Reputation: 87
I am working with some weather data that is missing some values (indicated via value code). For example, if SLP data is missing, it is assigned code 99999. I was able to use a window function to calculate a 7 day average and save it as a new column. A significantly reduced example of a single row is shown below:
SLP_ORIGIN | SLP_ORIGIN_7DAY_AVG |
---|---|
99999 | 11945.823516044207 |
I'm trying to write code such that when SLP_ORIGIN
has the missing code it gets replaced using the SLP_ORIGIN_7DAY_AVG
value. However, most code explains how to replace a column value based on a conditional with a constant value, not the column value.
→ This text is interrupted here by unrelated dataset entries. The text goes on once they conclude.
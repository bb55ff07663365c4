// SPDX-License-Identifier: BUSL-1.1
// Copyright (c) 2026 Alfred Jean LLC

//! Clock abstraction for testable time handling.

use chrono::{DateTime, Utc};
use parking_lot::Mutex;
use std::sync::Arc;

/// A clock that provides the current time.
pub trait Clock: Send + Sync {
    fn now(&self) -> DateTime<Utc>;
}

/// Real system clock.
#[derive(Clone, Default)]
pub struct SystemClock;

impl Clock for SystemClock {
    fn now(&self) -> DateTime<Utc> {
        Utc::now()
    }
}

/// Fake clock for testing with controllable time.
#[derive(Clone)]
pub struct FakeClock {
    current: Arc<Mutex<DateTime<Utc>>>,
}

impl FakeClock {
    pub fn new() -> Self {
        Self { current: Arc::new(Mutex::new(Utc::now())) }
    }

    pub fn advance(&self, duration: chrono::Duration) {
        *self.current.lock() += duration;
    }

    pub fn set(&self, at: DateTime<Utc>) {
        *self.current.lock() = at;
    }
}

impl Default for FakeClock {
    fn default() -> Self {
        Self::new()
    }
}

impl Clock for FakeClock {
    fn now(&self) -> DateTime<Utc> {
        *self.current.lock()
    }
}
I tried using the following:
train_impute = train.withColumn("SLP_ORIGIN", \
when(train["SLP_ORIGIN"] == 99999, train["SLP_ORIGIN_7DAY_AVG"]).otherwise(train["SLP_ORIGIN"]))
where the dataframe is called train
.
When I perform a count on the SLP_ORIGIN
column using train.where("SLP_ORIGIN = 99999").count()
I get the same count from before I attempted replacing the value in that column. I have already checked and my SLP_ORIGIN_7DAY_AVG
does not have any values that match the missing code.
So how do I actually replace the 99999 values in the SLP_ORIGIN
column with the associated SLP_ORIGIN_7DAY_AVG
value?
EVEN BETTER, is there a way to do this replacement and window calculation without making a 7 day average column (I have other variables I need to do the same thing with so I'm hoping there is a more efficient way to do this).
Upvotes: 0
Views: 1637
Reputation: 516
or it could work as following:
without the need to average or anything else: just replacing values of one column with another if condition.
data = data.withColumn(
"replaced",
when(data["rain_values"] < data["rain_median_values"], data["rain_median_values"]).otherwise(
data["rain_values"]
),
)
Upvotes: 0
Reputation: 87
Make sure to double check with dataframe you are verifying on.
I was using train.where("SLP_ORIGIN = 99999").count()
when I should have been using train_impute.where("SLP_ORIGIN = 99999").count()
Additionally, instead of making a whole new column to store the imputed 7 day average, one can only calculate the average when the missing value code is present:
train = train.withColumn("SLP_ORIGIN", when(train["SLP_ORIGIN"] == 99999, f.avg('SLP_ORIGIN').over(w)).otherwise(train["SLP_ORIGIN"]))\
Upvotes: 2